» **EXERCISE DETAILS**
Please reproduce each line of the data below as it stands.
--
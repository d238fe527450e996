/// Observable engine events. Subscribers get a `tokio::sync::broadcast`
/// receiver; lagging subscribers lose old events rather than blocking the
/// engine.
#[derive(Debug, Clone)]
pub enum SyncEvent {
    /// The per-user store opened and the engine can serve reads.
    StoreReady,
    /// The store could not be opened; the engine is read-only online.
    StoreUnavailable { reason: String },
    /// A rejected content upsert was preserved as a sibling copy.
    OutlineSyncConflict {
        article_id: String,
        original_section_id: String,
        conflict_copy_section_id: String,
    },
    /// Background reconciliation progress.
    FullPull(FullPullPhase),
    /// A 401/403 stopped the flush queue.
    AuthRequired,
    /// One flush pass finished.
    FlushCompleted { transmitted: usize },
}

/// Phases of one full-pull sweep.
#[derive(Debug, Clone)]
pub enum FullPullPhase {
    Idle,
    Index,
    Articles { total: usize, completed: usize },
    Done { pulled: usize },
    Error { message: String },
}
#![forbid(unsafe_code)]
//! Toban — monthly on-call duty roster optimization (lib + CLI).
//!
//! - Decodes the availability worksheet extracted by an external reader.
//! - Hard labor/rest constraints over a boolean person × slot matrix.
//! - Two-tier weighted objective solved by a 0-1 ILP backend (Cbc).
//! - CSV in/out; post-hoc verification of any materialized grid.

pub mod calendar;
pub mod error;
pub mod input;
pub mod io;
pub mod model;
pub mod solver;

pub use calendar::DayGroups;
pub use error::ScheduleError;
pub use model::{Person, Pref, ShiftKind, Slot, Worksheet, THURSDAY};
pub use solver::{
    verify, Mark, Solution, SolveConfig, SolveStatus, Solver, Violation, ViolationKind,
};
--
» **YOUR SOLUTION**
repository d238fe527450e996
/// Observable engine events. Subscribers get a `tokio::sync::broadcast`
/// receiver; lagging subscribers lose old events rather than blocking the
/// engine.
#[derive(Debug, Clone)]
pub enum SyncEvent {
    /// The per-user store opened and the engine can serve reads.
    StoreReady,
    /// The store could not be opened; the engine is read-only online.
    StoreUnavailable { reason: String },
    /// A rejected content upsert was preserved as a sibling copy.
    OutlineSyncConflict {
        article_id: String,
        original_section_id: String,
        conflict_copy_section_id: String,
    },
    /// Background reconciliation progress.
    FullPull(FullPullPhase),
    /// A 401/403 stopped the flush queue.
    AuthRequired,
    /// One flush pass finished.
    FlushCompleted { transmitted: usize },
}

/// Phases of one full-pull sweep.
#[derive(Debug, Clone)]
pub enum FullPullPhase {
    Idle,
    Index,
    Articles { total: usize, completed: usize },
    Done { pulled: usize },
    Error { message: String },
}
#![forbid(unsafe_code)]
//! Toban — monthly on-call duty roster optimization (lib + CLI).
//!
//! - Decodes the availability worksheet extracted by an external reader.
//! - Hard labor/rest constraints over a boolean person × slot matrix.
//! - Two-tier weighted objective solved by a 0-1 ILP backend (Cbc).
//! - CSV in/out; post-hoc verification of any materialized grid.

pub mod calendar;
pub mod error;
pub mod input;
pub mod io;
pub mod model;
pub mod solver;

pub use calendar::DayGroups;
pub use error::ScheduleError;
pub use model::{Person, Pref, ShiftKind, Slot, Worksheet, THURSDAY};
pub use solver::{
    verify, Mark, Solution, SolveConfig, SolveStatus, Solver, Violation, ViolationKind,
};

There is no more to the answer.